● AIM OF THE TASK
Look for the string "normalized" in the listing. Copy each line that has it.

● RECORDS FOR THE TASK
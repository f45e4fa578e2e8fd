use camino::Utf8PathBuf;
use tracing::info;

use crate::census::{CensusClient, fetch_dataset};
use crate::domain::Dataset;
use crate::error::EtlError;
use crate::merge::merge;
use crate::normalize::normalize;
use crate::store::{Store, write_csv};
use crate::table::Table;

#[derive(Debug, Clone)]
pub struct PipelineReport {
    pub merged_path: Utf8PathBuf,
    pub merged_rows: usize,
    pub dataset_paths: Vec<Utf8PathBuf>,
}

pub struct Pipeline<C: CensusClient> {
    store: Store,
    client: C,
    write_intermediate: bool,
}

impl<C: CensusClient> Pipeline<C> {
    pub fn new(store: Store, client: C, write_intermediate: bool) -> Self {
        Self {
            store,
            client,
            write_intermediate,
        }
    }

    /// Fetched and normalized table for one dataset across every region.
    pub fn dataset(&self, dataset: Dataset) -> Result<Table, EtlError> {
        let raw = fetch_dataset(&self.client, dataset)?;
        let table = normalize(raw, dataset.renames())?;
        info!(%dataset, rows = table.len(), "normalized dataset");
        Ok(table)
    }

    /// Fetch, normalize and merge all three datasets, then write the CSV
    /// exports.
    pub fn run(&self) -> Result<PipelineReport, EtlError> {
        let population = self.dataset(Dataset::PopulationDistribution)?;
        let housing = self.dataset(Dataset::HousingCharacteristics)?;
        let resilience = self.dataset(Dataset::CommunityResilience)?;

        self.store.ensure_output_dir()?;

        let mut dataset_paths = Vec::new();
        if self.write_intermediate {
            for (dataset, table) in [
                (Dataset::PopulationDistribution, &population),
                (Dataset::HousingCharacteristics, &housing),
                (Dataset::CommunityResilience, &resilience),
            ] {
                let path = self.store.dataset_path(dataset);
                write_csv(table, &path)?;
                dataset_paths.push(path);
            }
        }

        let merged = merge(&population, &housing, &resilience)?;
        let merged_path = self.store.merged_path();
        write_csv(&merged, &merged_path)?;
        info!(path = %merged_path, rows = merged.len(), "wrote merged census data");

        Ok(PipelineReport {
            merged_path,
            merged_rows: merged.len(),
            dataset_paths,
        })
    }
}
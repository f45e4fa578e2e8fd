use reqwest::blocking::Client;
use reqwest::header::{HeaderMap, HeaderValue, USER_AGENT};
use serde_json::Value;
use tracing::info;

use crate::domain::{Dataset, Region};
use crate::error::EtlError;
use crate::table::Table;

pub trait CensusClient {
    fn fetch(&self, dataset: Dataset, region: Region) -> Result<Table, EtlError>;
}

impl<T: CensusClient + ?Sized> CensusClient for &T {
    fn fetch(&self, dataset: Dataset, region: Region) -> Result<Table, EtlError> {
        (**self).fetch(dataset, region)
    }
}

#[derive(Clone)]
pub struct CensusHttpClient {
    client: Client,
    api_key: Option<String>,
}

impl CensusHttpClient {
    pub fn new() -> Result<Self, EtlError> {
        let mut headers = HeaderMap::new();
        headers.insert(
            USER_AGENT,
            HeaderValue::from_str(&format!("census-tract-etl/{}", env!("CARGO_PKG_VERSION")))
                .map_err(|err| EtlError::CensusHttp(err.to_string()))?,
        );
        let client = Client::builder()
            .default_headers(headers)
            .build()
            .map_err(|err| EtlError::CensusHttp(err.to_string()))?;

        let api_key = std::env::var("CENSUS_API_KEY")
            .ok()
            .map(|key| key.trim().to_string())
            .filter(|key| !key.is_empty());

        Ok(Self { client, api_key })
    }
}

impl CensusClient for CensusHttpClient {
    fn fetch(&self, dataset: Dataset, region: Region) -> Result<Table, EtlError> {
        let params = query_params(dataset, region);
        let mut request = self.client.get(dataset.base_url()).query(&params);
        if let Some(key) = &self.api_key {
            request = request.query(&[("key", key.as_str())]);
        }
        let response = request
            .send()
            .map_err(|err| EtlError::CensusHttp(err.to_string()))?;
        if !response.status().is_success() {
            let status = response.status().as_u16();
            let message = response
                .text()
                .unwrap_or_else(|_| "Census request failed".to_string());
            return Err(EtlError::CensusStatus { status, message });
        }
        let body = response
            .text()
            .map_err(|err| EtlError::CensusHttp(err.to_string()))?;
        parse_response(&body)
    }
}

pub fn query_params(dataset: Dataset, region: Region) -> [(&'static str, String); 3] {
    [
        ("get", dataset.fields().to_string()),
        ("for", "TRACT:*".to_string()),
        ("in", format!("state:{}", region.code())),
    ]
}

/// Parses the API's array-of-arrays body. The first inner array is the
/// header; every following array is a row of the same arity.
pub fn parse_response(body: &str) -> Result<Table, EtlError> {
    let value: Value =
        serde_json::from_str(body).map_err(|err| EtlError::MalformedResponse(err.to_string()))?;
    let Value::Array(outer) = value else {
        return Err(EtlError::MalformedResponse(
            "expected a JSON array of arrays".to_string(),
        ));
    };
    let mut outer = outer.into_iter();
    let header = match outer.next() {
        Some(header) => string_row(header)?,
        None => {
            return Err(EtlError::MalformedResponse(
                "response has no header row".to_string(),
            ));
        }
    };
    let rows = outer.map(string_row).collect::<Result<Vec<_>, _>>()?;
    Table::from_strings(header, rows)
}

fn string_row(value: Value) -> Result<Vec<String>, EtlError> {
    let cells = match value {
        Value::Array(cells) => cells,
        other => {
            return Err(EtlError::MalformedResponse(format!(
                "expected an array row, found {other}"
            )));
        }
    };
    cells
        .into_iter()
        .map(|cell| match cell {
            Value::String(text) => Ok(text),
            Value::Null => Ok(String::new()),
            Value::Number(number) => Ok(number.to_string()),
            other => Err(EtlError::MalformedResponse(format!(
                "unexpected cell value {other}"
            ))),
        })
        .collect()
}

/// Requests `dataset` for every region in order and stacks the results.
pub fn fetch_dataset<C: CensusClient + ?Sized>(
    client: &C,
    dataset: Dataset,
) -> Result<Table, EtlError> {
    let mut tables = Vec::with_capacity(Region::ALL.len());
    for region in Region::ALL {
        let table = client.fetch(dataset, region)?;
        info!(%dataset, %region, rows = table.len(), "fetched tracts");
        tables.push(table);
    }
    Ok(Table::concat(tables))
}

#[cfg(test)]
mod tests {
    use assert_matches::assert_matches;

    use super::*;

    #[test]
    fn parses_header_and_rows() {
        let body = r#"[["NAME","state","county","tract"],
            ["Census Tract 1; Cook County; Illinois","17","031","010100"]]"#;
        let table = parse_response(body).unwrap();
        assert_eq!(table.columns(), ["NAME", "state", "county", "tract"]);
        assert_eq!(table.len(), 1);
        assert_eq!(table.value(0, "county"), Some("031"));
    }

    #[test]
    fn rejects_non_array_body() {
        let err = parse_response(r#"{"error":"unknown variable"}"#).unwrap_err();
        assert_matches!(err, EtlError::MalformedResponse(_));
    }

    #[test]
    fn rejects_html_error_page() {
        let err = parse_response("<html>error</html>").unwrap_err();
        assert_matches!(err, EtlError::MalformedResponse(_));
    }

    #[test]
    fn rejects_empty_document() {
        let err = parse_response("[]").unwrap_err();
        assert_matches!(err, EtlError::MalformedResponse(_));
    }

    #[test]
    fn rejects_ragged_rows() {
        let err = parse_response(r#"[["a","b"],["1"]]"#).unwrap_err();
        assert_matches!(err, EtlError::RowArity { .. });
    }

    #[test]
    fn query_targets_all_tracts_in_region() {
        let params = query_params(Dataset::CommunityResilience, Region::California);
        assert_eq!(params[0].1, Dataset::CommunityResilience.fields());
        assert_eq!(params[1], ("for", "TRACT:*".to_string()));
        assert_eq!(params[2], ("in", "state:06".to_string()));
    }
}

● EXERCISE RESPONSE
    /// Fetched and normalized table for one dataset across every region.
        info!(%dataset, rows = table.len(), "normalized dataset");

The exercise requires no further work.